Sen. Kerry Donovan expressed her concern with labor availability that would be even more stressed with the addition of hemp acres in an already tight labor market. This, of course, was prior to the stranglehold labor laws producers are grappling with beginning this summer. Donovan also cited low commodity and cattle prices, suggesting that traditional ag- the kind that’s been paying the bills- be the focus of the CDA.

“Again, soil health, hemp, organic farming, expanding a new farmer bill I carried a couple of years ago isn’t going to support those numbers on the graphic you started with,” Donovan said. “There’s no question in there it’s just a genuine request that ag across the state is feeling more concern than positive, you’ve heard those stories, we’ve talked about that, and I don’t think these goals you’ve presented today will make them feel less anxious.
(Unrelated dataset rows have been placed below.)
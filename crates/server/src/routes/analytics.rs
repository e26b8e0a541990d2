//! Analytics route handlers.
//!
//! Every metric of the catalog is served by one handler; the slug picks the
//! metric and `store` picks the backing store. `/analytics/comparison` runs
//! one metric against both stores and always answers 200, reporting a failed
//! side inside the payload.

use axum::{
    Json,
    extract::{Path, Query, State},
};
use serde::{Deserialize, Serialize};
use tracing::instrument;

use storelens_core::metrics::{
    self, CATALOG, Comparison, MetricId, MetricOutput, MetricRequest, MetricSpec,
};
use storelens_core::{Error as CoreError, StoreKind};

use crate::error::{AppError, Result};
use crate::state::AppState;

/// Metric compared when `/analytics/comparison` names none.
pub const DEFAULT_COMPARISON_METRIC: MetricId = MetricId::CustomerSpending;

/// Query parameters for a single metric.
#[derive(Debug, Default, Deserialize)]
pub struct MetricQuery {
    pub limit: Option<String>,
    /// `relational` (default) or `document`
    pub store: Option<String>,
    /// Catalog sort order, ignored by other metrics
    pub sort: Option<String>,
}

/// Query parameters for a comparison.
#[derive(Debug, Default, Deserialize)]
pub struct ComparisonQuery {
    pub metric: Option<String>,
    pub limit: Option<String>,
}

/// A metric payload with the store that produced it.
#[derive(Debug, Serialize)]
pub struct MetricResponse {
    pub store: StoreKind,
    #[serde(flatten)]
    pub output: MetricOutput,
}

/// Parse an optional `limit` query value. Empty counts as absent.
fn parse_limit(raw: Option<&str>) -> Result<Option<i64>> {
    match raw.map(str::trim).filter(|s| !s.is_empty()) {
        None => Ok(None),
        Some(value) => value
            .parse::<i64>()
            .map(Some)
            .map_err(|_| AppError::BadRequest(format!("limit must be an integer, got {value:?}"))),
    }
}

/// List the metric catalog.
pub async fn index() -> Json<&'static [MetricSpec]> {
    Json(CATALOG.as_slice())
}

/// Compute one metric against one store.
#[instrument(skip_all, fields(metric = %slug))]
pub async fn show(
    State(state): State<AppState>,
    Path(slug): Path<String>,
    Query(query): Query<MetricQuery>,
) -> Result<Json<MetricResponse>> {
    let limit = parse_limit(query.limit.as_deref())?;
    let request = MetricRequest::parse(&slug, limit, query.sort.as_deref())?;

    let store = match query.store.as_deref().map(str::trim) {
        None | Some("") => StoreKind::Relational,
        Some(name) => name.parse::<StoreKind>()?,
    };
    let engine = match store {
        StoreKind::Relational => state.relational(),
        StoreKind::Document => state
            .document()
            .ok_or_else(|| CoreError::unavailable(StoreKind::Document, "not configured"))?,
    };

    let output = engine.run(&request).await?;
    tracing::debug!(rows = output.row_count(), %store, "metric computed");
    Ok(Json(MetricResponse { store, output }))
}

/// Compute one metric against both stores side by side.
#[instrument(skip_all, fields(metric = ?query.metric))]
pub async fn comparison(
    State(state): State<AppState>,
    Query(query): Query<ComparisonQuery>,
) -> Result<Json<Comparison>> {
    let metric = match query.metric.as_deref().map(str::trim) {
        None | Some("") => DEFAULT_COMPARISON_METRIC,
        Some(slug) => MetricId::from_slug(slug)?,
    };
    let request = MetricRequest::new(metric).with_limit(parse_limit(query.limit.as_deref())?)?;

    let comparison = metrics::compare(
        Some(state.relational()),
        state.document(),
        &request,
        state.query_timeout(),
    )
    .await;
    tracing::info!(
        %metric,
        relational_ok = comparison.relational.ok,
        document_ok = comparison.document.ok,
        agree = comparison.agree(),
        "comparison finished"
    );
    Ok(Json(comparison))
}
I think they will feel like we’re not talking about some of the big markets, big issues, big problems and instead, we’re talking about trying to have more contact with new farmers.”

Plastic sheeting caught on barbed wire fences turned into the flag of failure, waving in all corners of the state.
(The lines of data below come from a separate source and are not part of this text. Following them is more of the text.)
//! Bulk writes used by the seed and cleanup commands.

use sqlx::{PgPool, Postgres, Transaction};
use tracing::info;

use storelens_core::model::Snapshot;

use super::RepositoryError;

/// Tables in dependency order (children last).
const TABLES: [&str; 7] = [
    "users",
    "products",
    "carts",
    "cart_items",
    "orders",
    "order_items",
    "reviews",
];

/// Insert every entity of `snapshot` in one transaction.
///
/// # Errors
///
/// Returns `RepositoryError::Conflict` if an id or email already exists, and
/// `RepositoryError::Database` for other failures. Nothing is written on error.
pub async fn write_snapshot(pool: &PgPool, snapshot: &Snapshot) -> Result<(), RepositoryError> {
    let mut tx = pool.begin().await?;
    insert_all(&mut tx, snapshot).await.map_err(conflict)?;
    tx.commit().await?;

    info!(
        users = snapshot.users.len(),
        products = snapshot.products.len(),
        carts = snapshot.carts.len(),
        orders = snapshot.orders.len(),
        reviews = snapshot.reviews.len(),
        "relational store seeded"
    );
    Ok(())
}

async fn insert_all(
    tx: &mut Transaction<'_, Postgres>,
    snapshot: &Snapshot,
) -> Result<(), sqlx::Error> {
    for user in &snapshot.users {
        sqlx::query(
            "INSERT INTO users (id, name, email, signup_source, created_at) VALUES ($1, $2, $3, $4, $5)",
        )
        .bind(&user.id)
        .bind(&user.name)
        .bind(&user.email)
        .bind(&user.signup_source)
        .bind(user.created_at)
        .execute(&mut **tx)
        .await?;
    }

    for product in &snapshot.products {
        sqlx::query(
            "INSERT INTO products (id, name, category, price, description, is_active, created_at) \
             VALUES ($1, $2, $3, $4, $5, $6, $7)",
        )
        .bind(&product.id)
        .bind(&product.name)
        .bind(&product.category)
        .bind(product.price)
        .bind(product.description.as_deref())
        .bind(product.is_active)
        .bind(product.created_at)
        .execute(&mut **tx)
        .await?;
    }

    for cart in &snapshot.carts {
        sqlx::query("INSERT INTO carts (id, user_id, created_at, status) VALUES ($1, $2, $3, $4)")
            .bind(&cart.id)
            .bind(&cart.user_id)
            .bind(cart.created_at)
            .bind(cart.status.as_str())
            .execute(&mut **tx)
            .await?;
        for item in &cart.items {
            sqlx::query(
                "INSERT INTO cart_items (id, cart_id, product_id, added_at, removed_at) \
                 VALUES ($1, $2, $3, $4, $5)",
            )
            .bind(&item.id)
            .bind(&item.cart_id)
            .bind(&item.product_id)
            .bind(item.added_at)
            .bind(item.removed_at)
            .execute(&mut **tx)
            .await?;
        }
    }

    for order in &snapshot.orders {
        sqlx::query(
            "INSERT INTO orders (id, user_id, order_date, status, total_amount) \
             VALUES ($1, $2, $3, $4, $5)",
        )
        .bind(&order.id)
        .bind(&order.user_id)
        .bind(order.order_date)
        .bind(order.status.as_str())
        .bind(order.total_amount)
        .execute(&mut **tx)
        .await?;
        for item in &order.items {
            sqlx::query(
                "INSERT INTO order_items (id, order_id, product_id, quantity, unit_price) \
                 VALUES ($1, $2, $3, $4, $5)",
            )
            .bind(&item.id)
            .bind(&item.order_id)
            .bind(&item.product_id)
            .bind(i32::try_from(item.quantity).unwrap_or(i32::MAX))
            .bind(item.unit_price)
            .execute(&mut **tx)
            .await?;
        }
    }

    for review in &snapshot.reviews {
        sqlx::query(
            "INSERT INTO reviews (id, user_id, product_id, rating, comment, review_date) \
             VALUES ($1, $2, $3, $4, $5, $6)",
        )
        .bind(&review.id)
        .bind(&review.user_id)
        .bind(&review.product_id)
        .bind(review.rating)
        .bind(review.comment.as_deref())
        .bind(review.review_date)
        .execute(&mut **tx)
        .await?;
    }

    Ok(())
}

/// Delete every row of every StoreLens table. Sessions are kept.
///
/// # Errors
///
/// Returns `RepositoryError::Database` if the truncate fails.
pub async fn clear(pool: &PgPool) -> Result<(), RepositoryError> {
    sqlx::query(&format!("TRUNCATE {} CASCADE", TABLES.join(", ")))
        .execute(pool)
        .await?;
    info!(tables = TABLES.len(), "relational store cleared");
    Ok(())
}

fn conflict(err: sqlx::Error) -> RepositoryError {
    let duplicate = match &err {
        sqlx::Error::Database(db) if db.is_unique_violation() => Some(db.message().to_string()),
        _ => None,
    };
    duplicate.map_or(RepositoryError::Database(err), RepositoryError::Conflict)
}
The governor, though, and his Department of Agriculture, continued to proclaim the state a leader in the emerging hemp industry. They authored a state hemp plan, brought in a national hemp expert, and called it a “wildly important goal” to build a vibrant hemp industry. The governor announced about a year ago the state’s hemp plan had been approved, making it legal for Colorado farmers to grow the crop. During his announcement, he even unveiled a large portrait of Willie Nelson with a quote celebrating the move. Really.

The promotion of the hemp industry in Colorado by Gov. Polis and his CDA was unfair to growers, and it set them up to fail.

The framework was established during Don Brown’s tenure as the Commissioner of Agriculture after Polis penned the language in the Farm Bill legalizing the crop. Brown is a farmer in northeastern Colorado, and he doesn’t grow hemp.

To further muddy the waters, a lawsuit alleging conspiracy by Gov. Polis and 15 others, including Commissioner of Agriculture Greenberg was filed in February of 2022. The 125-page suit reads like a white-collar legal thriller, complete with allegations of libel, slander, bid rigging, and leaving a senior member of the hemp industry “blacklisted” from working in the industry.

Plaintiff Grant Orvis, who holds a Ph.D. in Molecular Genetics and Reproductive Biology, owns BoCo Farms. He has been breeding hemp varieties for nearly a decade and his BoCo Farms owns fiber and seed genetics. In the filing, he alleges the “public and state official defendants conspired with private citizen defendants to rig the bidding processes ensured that MPG would be awarded the most lucrative hemp related contracts in CDA history …” According to the filing, the entire process was corrupt and no documents that came from the process — notably the Colorado Hemp Advancement and Management Plan (CHAMP) and the state hemp plan — are legitimate.

So now, across the county road from the widow’s porch, the farm was purchased by a developer in a foreclosure sale.

It will eventually be taken out of production entirely, but for now it has been leased to another farmer.

The widow has watched as the plastic and drip tubing has been removed. Truckloads of bundled trash were hauled to the landfill and more now smolders in piles where it was burned. There’s still no growing crop and no tail water but the Polis administration continues to dole out grants to expand the industry and promote hemp, calling Colorado the “undisputed leader in the cannabis industry” and the hemp plan a “model for the country.”

Rachel Gabel writes about agriculture and rural issues. She is assistant editor of The Fence Post Magazine, the region’s preeminent agriculture publication. Gabel is a daughter of the state’s oil and gas industry and a member of one of the state’s 12,000 cattle-raising families, and she has authored children’s books used in hundreds of classrooms to teach students about agriculture.